Deep learning: what is done with sampling in practice? I have come against a small issue when implementing some deep learning techniques.  
Sometimes, if one is implementing a classic Bernoulli-Bernoulli Restricted Boltzmann Machine (RBM), the sampling functions (i.e. particularly the function that samples the hidden units given the visible units, $p(h|v)$) requires using a binomial distribution.   
However, I have found in my code that it's entirely possible to generate a row in matrix using the binomial distribution (using the visible means computed from a propagate down function as the p value and $n = 1$) with all 0's or all 1's. This can lead to certain numerical problems (akin to numerical analysis issues such as NaN's appearing in the computation given that later matrix operations use division or Log) in later computations.
My question is:
What is done in practice (obviously most deep learning papers to my knowledge, as well as tutorial sites, do not address these small technical issues) in such cases?  
A binomial distribution sampling could generate a row in a matrix with all 0's. What I've done is decided that I need to check for such cases and add some very slight noise to one of these 0's (let's say I write a small sub-routine to check that a matrix doesn't contain any rows of all 0's and will then randomly select a cell in any such bad-case-row and then, insert a noise value such as $10^{-2}$).   
I know I'm giving up some accuracy in introducing some slight noise to nudge the computation in the right direction, but once I do I get correct predictions/label constructions (for all cases) so it appears my code works fine.  So while I believe I may have found one technical workaround, I would like to know what is actually done to handle this scenario?
Update:  Is this a technical challenge no one really encounters?  Is there something special about Python (and usu. Theano) that magically ensures there are never any sample rows in a sampled matrix that are all 0's or all 1's? even though a binomial sampling is used)?
 A: Answer:  Well, it turns out the answer is simple:  after I spent more time working with stochastic ANN architectures I found that it all has to do with the mean or probability of the unit turning on.  When a hidden layer unit has a lower probability of turning on (such as a value under 0.5), it is more likely to be 0.0 than 1.0 when you use the unit probability to sample from the Bernoulli distribution.  This means that if hidden unit activities given some input vector are generally all off as opposed to on, you can get hidden vector representations of all 0.0's--i.e. a meaningless/useless transformation of the data if you intend on building deep networks.  

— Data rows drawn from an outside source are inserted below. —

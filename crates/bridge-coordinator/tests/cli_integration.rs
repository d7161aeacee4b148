//! Integration tests for the `bridge-coordinator` binary.
//!
//! These exercise the CLI surface directly rather than the library, the
//! same way as the teacher crate's own CLI tests.

use assert_cmd::Command;
use predicates::prelude::*;

fn cli() -> Command {
    Command::cargo_bin("bridge-coordinator").unwrap()
}

#[test]
fn cli_help_succeeds() {
    cli()
        .arg("--help")
        .assert()
        .success()
        .stdout(predicate::str::contains("bridge-coordinator"));
}

#[test]
fn cli_no_subcommand_fails_with_usage() {
    cli().assert().failure();
}

#[test]
fn cli_status_reports_when_nothing_running() {
    // No coordinator is listening on the configured port during tests, so
    // `status` must fail cleanly instead of hanging or panicking.
    cli()
        .arg("status")
        .assert()
        .failure()
        .stderr(predicate::str::contains("is the coordinator running?"));
}

#[test]
fn cli_restart_reports_when_nothing_running() {
    cli()
        .arg("restart")
        .assert()
        .failure()
        .stderr(predicate::str::contains("is the coordinator running?"));
}
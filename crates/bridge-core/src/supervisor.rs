//! Supervisor — composes every component, owns the HTTP server task, and
//! reacts to settings changes (enable/disable, port change) and crashes
//! with a bounded restart policy.

use std::sync::Arc;
use std::time::Duration;

use tokio::sync::mpsc;
use tokio::task::JoinHandle;
use tokio_util::sync::CancellationToken;

use crate::audio::{AudioAdapter, AudioEvent};
use crate::bus::EventBus;
use crate::confirmation::ConfirmationRegistry;
use crate::config::{Settings, SettingsStore};
use crate::http::{self, AppState};
use crate::logring::LogRing;
use crate::port;
use crate::state::BridgeState;

/// Maximum consecutive crashes before giving up and settling in `Stopped`.
pub const N_MAX: u32 = 3;
/// Backoff applied after each crash before the next restart attempt.
pub const T_COOL: Duration = Duration::from_secs(5);

#[derive(Debug, Clone, Copy, PartialEq, Eq)]
pub enum SupervisorState {
    Stopped,
    Starting,
    Running,
    Stopping,
    CrashedCooldown,
}

/// Owns the long-lived shared components and the currently-running HTTP
/// server task, if any.
pub struct Supervisor {
    pub bus: Arc<EventBus>,
    pub confirmations: Arc<ConfirmationRegistry>,
    pub bridge: Arc<BridgeState>,
    pub settings: SettingsStore,
    pub audio: Arc<dyn AudioAdapter>,
    pub log_ring: Arc<LogRing>,
    state: SupervisorState,
    error_count: u32,
    server_task: Option<JoinHandle<()>>,
    shutdown: Option<CancellationToken>,
    restart_tx: mpsc::UnboundedSender<()>,
    restart_rx: mpsc::UnboundedReceiver<()>,
    audio_events_started: bool,
}

impl Supervisor {
    pub fn new(settings: SettingsStore, audio: Arc<dyn AudioAdapter>, log_ring: Arc<LogRing>) -> Self {
        let (restart_tx, restart_rx) = mpsc::unbounded_channel();
        Supervisor {
            bus: Arc::new(EventBus::new()),
            confirmations: Arc::new(ConfirmationRegistry::new()),
            bridge: Arc::new(BridgeState::new()),
            settings,
            audio,
            log_ring,
            state: SupervisorState::Stopped,
            error_count: 0,
            server_task: None,
            shutdown: None,
            restart_tx,
            restart_rx,
            audio_events_started: false,
        }
    }

    pub fn state(&self) -> SupervisorState {
        self.state
    }

    pub fn app_state(&self) -> Arc<AppState> {
        Arc::new(AppState {
            bus: Arc::clone(&self.bus),
            confirmations: Arc::clone(&self.confirmations),
            bridge: Arc::clone(&self.bridge),
            settings: self.settings.clone(),
            audio: Arc::clone(&self.audio),
            log_ring: Arc::clone(&self.log_ring),
            restart: self.restart_tx.clone(),
        })
    }

    /// Start draining the audio adapter's change-notification channel, if it
    /// has one, applying observed events to `BridgeState`. Only takes the
    /// receiver once; safe to call on every `start()`.
    fn spawn_audio_event_drain(&mut self) {
        if self.audio_events_started {
            return;
        }
        let Some(mut rx) = self.audio.take_events() else {
            return;
        };
        self.audio_events_started = true;
        let bridge = Arc::clone(&self.bridge);
        tokio::spawn(async move {
            while let Some(event) = rx.recv().await {
                apply_audio_event(&bridge, event);
            }
        });
    }

    /// Bind the listener and spawn the HTTP server task. On port conflict,
    /// attempts custodian reclamation once before giving up.
    async fn start(&mut self) {
        self.state = SupervisorState::Starting;
        let settings = self.settings.current();

        let listener = match tokio::net::TcpListener::bind(("0.0.0.0", settings.port)).await {
            Ok(listener) => listener,
            Err(e) if e.kind() == std::io::ErrorKind::AddrInUse => {
                tracing::warn!(port = settings.port, "port in use, attempting reclamation");
                match port::reclaim(settings.port, &settings.program_identity).await {
                    Ok(()) => match tokio::net::TcpListener::bind(("0.0.0.0", settings.port)).await
                    {
                        Ok(listener) => listener,
                        Err(e) => {
                            tracing::error!(error = %e, "bind still failed after reclamation");
                            self.state = SupervisorState::Stopped;
                            return;
                        }
                    },
                    Err(e) => {
                        tracing::error!(error = %e, port = settings.port, "port reclamation failed");
                        self.state = SupervisorState::Stopped;
                        return;
                    }
                }
            }
            Err(e) => {
                tracing::error!(error = %e, "bind failed");
                self.state = SupervisorState::Stopped;
                return;
            }
        };

        let app = http::router(self.app_state());
        let shutdown = CancellationToken::new();
        let shutdown_signal = shutdown.clone();

        let handle = tokio::spawn(async move {
            let serve_result = axum::serve(
                listener,
                app.into_make_service_with_connect_info::<std::net::SocketAddr>(),
            )
            .with_graceful_shutdown(async move {
                shutdown_signal.cancelled().await;
                tokio::time::sleep(Duration::from_millis(100)).await;
            })
            .await;
            if let Err(e) = serve_result {
                tracing::error!(error = %e, "http server task ended with error");
            }
        });

        self.shutdown = Some(shutdown);
        self.server_task = Some(handle);
        self.state = SupervisorState::Running;
        self.error_count = 0;
        self.spawn_audio_event_drain();
        tracing::info!(port = settings.port, "bridge coordinator listening");
    }

    /// Cancel all pending confirmations and bus waiters, then stop the
    /// server task (graceful shutdown sequence from §4.5).
    async fn stop(&mut self) {
        self.state = SupervisorState::Stopping;
        self.confirmations.abort_all();
        self.bus.cancel_all();

        if let Some(shutdown) = self.shutdown.take() {
            shutdown.cancel();
        }
        if let Some(handle) = self.server_task.take() {
            let _ = handle.await;
        }
        self.state = SupervisorState::Stopped;
    }

    async fn restart_with_cooldown(&mut self) {
        self.error_count += 1;
        if self.error_count > N_MAX {
            tracing::error!("exceeded max consecutive crashes, giving up");
            self.state = SupervisorState::Stopped;
            return;
        }
        self.state = SupervisorState::CrashedCooldown;
        tokio::time::sleep(T_COOL).await;
        self.start().await;
    }

    /// Drive the supervisor loop: react to settings changes and to the
    /// server task's completion (success or crash), applying the restart
    /// policy. The initial settings value is not treated as a change.
    pub async fn run(&mut self) {
        let mut settings_rx = self.settings.subscribe();
        let mut observed = settings_rx.borrow().clone();

        if observed.server_enabled {
            self.start().await;
        }

        loop {
            tokio::select! {
                changed = settings_rx.changed() => {
                    if changed.is_err() {
                        break;
                    }
                    let new_settings = settings_rx.borrow_and_update().clone();
                    self.react_to_settings_change(&observed, &new_settings).await;
                    observed = new_settings;
                }
                result = wait_server_task(&mut self.server_task), if self.server_task.is_some() => {
                    self.server_task = None;
                    match result {
                        Ok(()) => {
                            // graceful stop already reset state via stop()
                        }
                        Err(e) => {
                            tracing::error!(error = %e, "http server task crashed");
                            self.restart_with_cooldown().await;
                        }
                    }
                }
                signal = self.restart_rx.recv() => {
                    if signal.is_some() {
                        tracing::info!("restart requested over http");
                        self.stop().await;
                        self.start().await;
                    }
                }
            }
        }
    }

    async fn react_to_settings_change(&mut self, previous: &Settings, current: &Settings) {
        let enabled_changed = previous.server_enabled != current.server_enabled;
        let port_changed = previous.port != current.port;

        if enabled_changed && !current.server_enabled {
            self.stop().await;
        } else if enabled_changed && current.server_enabled {
            self.start().await;
        } else if port_changed && current.server_enabled {
            self.stop().await;
            self.start().await;
        }
    }
}

/// Apply a change observed outside the process to `BridgeState`. Never
/// broadcasts on the Event Bus — the bus is for extension-facing actions,
/// not telemetry of state the extension will pick up on its next poll.
fn apply_audio_event(bridge: &BridgeState, event: AudioEvent) {
    match event {
        AudioEvent::InputVolumeChanged(scalar) => bridge.apply_input_volume_change(scalar),
        AudioEvent::OutputVolumeChanged(scalar) => bridge.apply_output_change(scalar),
        AudioEvent::DefaultInputChanged(name) => bridge.set_input_device_name(name),
    }
}

/// Await the server task's `JoinHandle`, converting a panic (`JoinError`)
/// into an `InternalCrash`-shaped `Err` so the caller's restart policy
/// applies uniformly whether the task returned an error or panicked.
async fn wait_server_task(task: &mut Option<JoinHandle<()>>) -> Result<(), String> {
    match task.as_mut() {
        Some(handle) => match handle.await {
            Ok(()) => Ok(()),
            Err(join_error) => Err(join_error.to_string()),
        },
        None => std::future::pending().await,
    }
}

#[cfg(test)]
mod tests {
    use super::*;
    use crate::audio::stub::StubAdapter;

    #[tokio::test]
    async fn new_supervisor_starts_stopped() {
        let settings = SettingsStore::new(Settings {
            server_enabled: false,
            ..Settings::default()
        });
        let supervisor = Supervisor::new(
            settings,
            Arc::new(StubAdapter::new(1.0, 1.0)),
            Arc::new(LogRing::default()),
        );
        assert_eq!(supervisor.state(), SupervisorState::Stopped);
    }

    #[tokio::test]
    async fn start_transitions_to_running_on_successful_bind() {
        let settings = SettingsStore::new(Settings {
            server_enabled: true,
            port: 0, // ephemeral port for the test
            ..Settings::default()
        });
        let mut supervisor = Supervisor::new(
            settings,
            Arc::new(StubAdapter::new(1.0, 1.0)),
            Arc::new(LogRing::default()),
        );
        supervisor.start().await;
        assert_eq!(supervisor.state(), SupervisorState::Running);
        supervisor.stop().await;
        assert_eq!(supervisor.state(), SupervisorState::Stopped);
    }

    #[tokio::test]
    async fn start_drains_audio_events_into_bridge_state() {
        let settings = SettingsStore::new(Settings {
            server_enabled: true,
            port: 0,
            ..Settings::default()
        });
        let (adapter, tx) = StubAdapter::with_events(1.0, 1.0);
        let mut supervisor = Supervisor::new(settings, Arc::new(adapter), Arc::new(LogRing::default()));
        supervisor.start().await;

        tx.send(AudioEvent::OutputVolumeChanged(0.25)).unwrap();
        let bridge = Arc::clone(&supervisor.bridge);
        for _ in 0..50 {
            if bridge.snapshot().output_scalar == 0.25 {
                break;
            }
            tokio::time::sleep(Duration::from_millis(10)).await;
        }
        assert_eq!(bridge.snapshot().output_scalar, 0.25);
        supervisor.stop().await;
    }

    #[tokio::test]
    async fn app_state_restart_signal_drives_restart() {
        let settings = SettingsStore::new(Settings {
            server_enabled: true,
            port: 0,
            ..Settings::default()
        });
        let mut supervisor = Supervisor::new(
            settings,
            Arc::new(StubAdapter::new(1.0, 1.0)),
            Arc::new(LogRing::default()),
        );
        supervisor.start().await;
        let app_state = supervisor.app_state();
        app_state.restart.send(()).unwrap();

        let run_handle = tokio::spawn(async move {
            tokio::select! {
                _ = supervisor.run() => {}
                _ = tokio::time::sleep(Duration::from_millis(300)) => {}
            }
            supervisor
        });
        let mut supervisor = run_handle.await.unwrap();
        assert_eq!(supervisor.state(), SupervisorState::Running);
        supervisor.stop().await;
    }
}
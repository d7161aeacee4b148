//! Settings — TOML-based, platform-aware paths, with a change-stream for the
//! supervisor to react to enable/disable and port changes.

use std::fmt;
use std::path::{Path, PathBuf};

use serde::{Deserialize, Serialize};
use tokio::sync::watch;

/// Header comment prepended to saved settings files.
const SETTINGS_HEADER: &str =
    "# Bridge Coordinator settings — changes made outside the app may be overwritten.\n\n";

/// How the Audio Device Adapter applies a local mute when invoked.
#[derive(Debug, Clone, Copy, PartialEq, Eq, Serialize, Deserialize)]
#[serde(rename_all = "snake_case")]
pub enum MuteMode {
    /// Use the device's dedicated hardware-mute property.
    Hardware,
    /// Emulate mute by driving the volume scalar to zero.
    ScalarZero,
}

impl fmt::Display for MuteMode {
    fn fmt(&self, f: &mut fmt::Formatter<'_>) -> fmt::Result {
        match self {
            MuteMode::Hardware => write!(f, "hardware"),
            MuteMode::ScalarZero => write!(f, "scalar_zero"),
        }
    }
}

#[derive(Debug, Clone, PartialEq, Serialize, Deserialize)]
pub struct Settings {
    /// If false, the HTTP Surface is stopped.
    #[serde(default = "default_true")]
    pub server_enabled: bool,

    /// Listener port.
    #[serde(default = "default_port")]
    pub port: u16,

    /// Increment for volume_up/down, in `(0, 1]`.
    #[serde(default = "default_volume_step")]
    pub volume_step: f32,

    /// How a local mute is applied.
    #[serde(default = "default_mute_mode")]
    pub mute_mode: MuteMode,

    /// Monotonic counter of accepted toggles.
    #[serde(default)]
    pub request_count: u64,

    /// Global hotkey spec, e.g. "Alt+M".
    #[serde(default = "default_hotkey")]
    pub hotkey: String,

    /// Executable-name allow-list the Port Custodian may terminate.
    #[serde(default = "default_program_identity")]
    pub program_identity: Vec<String>,

    /// Fields this version doesn't recognize, preserved verbatim across a
    /// load/save cycle instead of being dropped.
    #[serde(flatten)]
    pub extra: toml::value::Table,
}

fn default_true() -> bool {
    true
}
fn default_port() -> u16 {
    8765
}
fn default_volume_step() -> f32 {
    0.10
}
fn default_mute_mode() -> MuteMode {
    MuteMode::Hardware
}
fn default_hotkey() -> String {
    "Alt+M".into()
}
fn default_program_identity() -> Vec<String> {
    vec!["BridgeCoordinator".into()]
}

impl Default for Settings {
    fn default() -> Self {
        Settings {
            server_enabled: default_true(),
            port: default_port(),
            volume_step: default_volume_step(),
            mute_mode: default_mute_mode(),
            request_count: 0,
            hotkey: default_hotkey(),
            program_identity: default_program_identity(),
            extra: toml::value::Table::new(),
        }
    }
}

/// Validation errors that [`Settings::validate`] can return.
#[derive(Debug, Clone, PartialEq)]
pub enum ValidationError {
    /// `volume_step` is not in `(0, 1]`.
    InvalidVolumeStep(f32),
    /// `hotkey` is empty or whitespace-only.
    EmptyHotkey,
    /// `port` is zero.
    InvalidPort,
}

impl fmt::Display for ValidationError {
    fn fmt(&self, f: &mut fmt::Formatter<'_>) -> fmt::Result {
        match self {
            ValidationError::InvalidVolumeStep(v) => {
                write!(f, "volume_step must be in (0, 1], got {v}")
            }
            ValidationError::EmptyHotkey => write!(f, "hotkey cannot be empty"),
            ValidationError::InvalidPort => write!(f, "port cannot be 0"),
        }
    }
}

impl Settings {
    /// Platform-specific config directory.
    pub fn dir() -> Option<PathBuf> {
        dirs::config_dir().map(|p| p.join("bridge-coordinator"))
    }

    /// Full path to the settings file.
    pub fn path() -> Option<PathBuf> {
        Self::dir().map(|d| d.join("settings.toml"))
    }

    /// Load settings from disk, or return defaults if not found.
    pub fn load() -> Self {
        let (settings, warnings) = Self::load_with_warnings();
        for w in &warnings {
            tracing::warn!(%w, "settings load warning");
        }
        settings
    }

    /// Save settings to an arbitrary path atomically (write to temp file, then rename).
    pub fn save_to(&self, path: &Path) -> std::io::Result<()> {
        if let Some(dir) = path.parent() {
            std::fs::create_dir_all(dir)?;
        }
        let serialized = toml::to_string_pretty(self).map_err(std::io::Error::other)?;
        let contents = format!("{SETTINGS_HEADER}{serialized}");
        let tmp = path.with_extension("toml.tmp");
        std::fs::write(&tmp, &contents)?;
        match std::fs::rename(&tmp, path) {
            Ok(()) => Ok(()),
            Err(_) => {
                let result = std::fs::write(path, &contents);
                let _ = std::fs::remove_file(&tmp);
                result
            }
        }
    }

    /// Save settings to the default platform path.
    pub fn save(&self) -> std::io::Result<()> {
        let Some(path) = Self::path() else {
            return Err(std::io::Error::new(
                std::io::ErrorKind::NotFound,
                "No config directory",
            ));
        };
        self.save_to(&path)
    }

    /// Load settings from an arbitrary path, returning the settings and any parse warnings.
    pub fn load_from(path: &Path) -> (Self, Vec<String>) {
        match std::fs::read_to_string(path) {
            Ok(contents) => match toml::from_str(&contents) {
                Ok(settings) => (settings, vec![]),
                Err(e) => {
                    let warning = format!(
                        "settings parse error ({}), using defaults: {e}",
                        path.display()
                    );
                    (Self::default(), vec![warning])
                }
            },
            Err(_) => (Self::default(), vec![]),
        }
    }

    /// Load settings from the default path, returning the settings and any parse warnings.
    pub fn load_with_warnings() -> (Self, Vec<String>) {
        let Some(path) = Self::path() else {
            return (Self::default(), vec![]);
        };
        Self::load_from(&path)
    }

    /// Validate the settings, collecting all errors.
    pub fn validate(&self) -> std::result::Result<(), Vec<ValidationError>> {
        let mut errors = Vec::new();

        if self.volume_step <= 0.0 || self.volume_step > 1.0 {
            errors.push(ValidationError::InvalidVolumeStep(self.volume_step));
        }
        if self.hotkey.trim().is_empty() {
            errors.push(ValidationError::EmptyHotkey);
        }
        if self.port == 0 {
            errors.push(ValidationError::InvalidPort);
        }

        if errors.is_empty() { Ok(()) } else { Err(errors) }
    }
}

/// Typed settings store with load/save and a change-stream (`tokio::sync::watch`)
/// the Supervisor subscribes to for enable/disable and port-change transitions.
///
/// The initial value is published at construction, so subscribers should
/// compare against the value they observe at subscribe time rather than
/// treating the first tick as a change, to avoid double-starting on boot.
#[derive(Clone)]
pub struct SettingsStore {
    tx: watch::Sender<Settings>,
}

impl SettingsStore {
    pub fn new(initial: Settings) -> Self {
        let (tx, _rx) = watch::channel(initial);
        SettingsStore { tx }
    }

    pub fn load_from_disk() -> Self {
        Self::new(Settings::load())
    }

    pub fn current(&self) -> Settings {
        self.tx.borrow().clone()
    }

    pub fn subscribe(&self) -> watch::Receiver<Settings> {
        self.tx.subscribe()
    }

    /// Replace the settings, persist to disk, and notify subscribers.
    pub fn update(&self, settings: Settings) -> std::io::Result<()> {
        settings.save()?;
        let _ = self.tx.send(settings);
        Ok(())
    }

    /// Increment `request_count` and persist, without treating it as a
    /// supervisor-relevant change (server/port/mode are untouched).
    pub fn bump_request_count(&self) {
        let mut settings = self.current();
        settings.request_count = settings.request_count.saturating_add(1);
        let _ = settings.save();
        let _ = self.tx.send(settings);
    }
}
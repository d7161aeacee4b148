//! Event Bus — fan-out delivery to zero-or-more suspended long-poll waiters.
//!
//! A broadcast resumes every waiter currently parked with a copy of the
//! event and empties the waiter set; there is no replay and no per-waiter
//! queue. A waiter that cancels before a broadcast simply drops its half of
//! the oneshot channel and is never delivered to.

use std::sync::Mutex;

use tokio::sync::oneshot;

/// A tagged event, carrying no payload.
#[derive(Debug, Clone, Copy, PartialEq, Eq)]
pub enum Event {
    ToggleMic,
    MuteMic,
    UnmuteMic,
    ToggleSpeaker,
    VolumeUp,
    VolumeDown,
}

impl Event {
    pub fn as_wire(&self) -> &'static str {
        match self {
            Event::ToggleMic => "toggle-mic",
            Event::MuteMic => "mute-mic",
            Event::UnmuteMic => "unmute-mic",
            Event::ToggleSpeaker => "toggle-speaker",
            Event::VolumeUp => "volume-up",
            Event::VolumeDown => "volume-down",
        }
    }
}

/// Error returned to a long-poll waiter when the bus is torn down.
#[derive(Debug, Clone, Copy, PartialEq, Eq)]
pub struct Shutdown;

#[derive(Default)]
pub struct EventBus {
    waiters: Mutex<Vec<oneshot::Sender<Event>>>,
}

impl EventBus {
    pub fn new() -> Self {
        EventBus::default()
    }

    /// Park until the next broadcast delivers an event, or the bus is torn
    /// down via `cancel_all`. Dropping the returned future before it
    /// resolves removes this waiter without delivery (cancellation-safe).
    pub async fn wait_next(&self) -> Result<Event, Shutdown> {
        let (tx, rx) = oneshot::channel();
        self.waiters.lock().unwrap().push(tx);
        rx.await.map_err(|_| Shutdown)
    }

    /// Resume every currently-parked waiter with a copy of `event`, then
    /// empty the waiter set. O(waiters).
    pub fn broadcast(&self, event: Event) {
        let waiters = std::mem::take(&mut *self.waiters.lock().unwrap());
        for waiter in waiters {
            let _ = waiter.send(event);
        }
    }

    /// Resume all parked waiters with a shutdown sentinel (drop their sender
    /// without sending, which the receiver observes as `Err`).
    pub fn cancel_all(&self) {
        let waiters = std::mem::take(&mut *self.waiters.lock().unwrap());
        drop(waiters);
    }

    /// Number of currently-parked waiters. For tests and diagnostics.
    pub fn waiter_count(&self) -> usize {
        self.waiters.lock().unwrap().len()
    }
}

#[cfg(test)]
mod tests {
    use super::*;
    use std::sync::Arc;
    use std::time::Duration;

    #[tokio::test]
    async fn broadcast_delivers_to_single_waiter() {
        let bus = Arc::new(EventBus::new());
        let bus2 = Arc::clone(&bus);
        let handle = tokio::spawn(async move { bus2.wait_next().await });

        // give the waiter a chance to park
        tokio::time::sleep(Duration::from_millis(10)).await;
        assert_eq!(bus.waiter_count(), 1);
        bus.broadcast(Event::ToggleMic);

        let received = handle.await.unwrap().unwrap();
        assert_eq!(received, Event::ToggleMic);
        assert_eq!(bus.waiter_count(), 0);
    }

    #[tokio::test]
    async fn fan_out_to_n_waiters_empties_set() {
        let bus = Arc::new(EventBus::new());
        let mut handles = Vec::new();
        for _ in 0..5 {
            let bus2 = Arc::clone(&bus);
            handles.push(tokio::spawn(async move { bus2.wait_next().await }));
        }
        tokio::time::sleep(Duration::from_millis(10)).await;
        assert_eq!(bus.waiter_count(), 5);

        bus.broadcast(Event::MuteMic);

        for handle in handles {
            assert_eq!(handle.await.unwrap().unwrap(), Event::MuteMic);
        }
        assert_eq!(bus.waiter_count(), 0);
    }

    #[tokio::test]
    async fn cancelled_waiter_receives_nothing() {
        let bus = Arc::new(EventBus::new());
        let bus2 = Arc::clone(&bus);
        let handle = tokio::spawn(async move { bus2.wait_next().await });
        tokio::time::sleep(Duration::from_millis(10)).await;

        handle.abort();
        tokio::time::sleep(Duration::from_millis(10)).await;

        // the aborted task's oneshot sender is dropped; a subsequent
        // broadcast should find no waiters left to deliver to
        bus.broadcast(Event::VolumeUp);
        assert_eq!(bus.waiter_count(), 0);
    }

    #[tokio::test]
    async fn two_broadcasts_observed_in_order_by_separate_waits() {
        let bus = Arc::new(EventBus::new());

        let bus2 = Arc::clone(&bus);
        let first = tokio::spawn(async move { bus2.wait_next().await });
        tokio::time::sleep(Duration::from_millis(10)).await;
        bus.broadcast(Event::MuteMic);
        assert_eq!(first.await.unwrap().unwrap(), Event::MuteMic);

        let bus3 = Arc::clone(&bus);
        let second = tokio::spawn(async move { bus3.wait_next().await });
        tokio::time::sleep(Duration::from_millis(10)).await;
        bus.broadcast(Event::ToggleMic);
        assert_eq!(second.await.unwrap().unwrap(), Event::ToggleMic);
    }

    #[tokio::test]
    async fn cancel_all_resolves_waiters_with_shutdown() {
        let bus = Arc::new(EventBus::new());
        let bus2 = Arc::clone(&bus);
        let handle = tokio::spawn(async move { bus2.wait_next().await });
        tokio::time::sleep(Duration::from_millis(10)).await;

        bus.cancel_all();
        assert_eq!(handle.await.unwrap(), Err(Shutdown));
    }

    #[test]
    fn event_wire_names() {
        assert_eq!(Event::ToggleMic.as_wire(), "toggle-mic");
        assert_eq!(Event::MuteMic.as_wire(), "mute-mic");
        assert_eq!(Event::UnmuteMic.as_wire(), "unmute-mic");
        assert_eq!(Event::ToggleSpeaker.as_wire(), "toggle-speaker");
        assert_eq!(Event::VolumeUp.as_wire(), "volume-up");
        assert_eq!(Event::VolumeDown.as_wire(), "volume-down");
    }
}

So what have I learned that I can impart to those who read my posts regarding DL?  Make sure your network is learning well during training:  if you want to go with stochastic nets (as opposed to mean-field nets, where you can use the probabilities directly), pay attention to the probabilities of the hidden units and see what hidden layer "binary codes" your model is learning at each layer (beware the all 0.0's layer).  I found that my dirty trick of adding noise to these "empty" vectors (the one in the original post) does stop the NaN problem from cropping up but can potentially hurt the net's performance.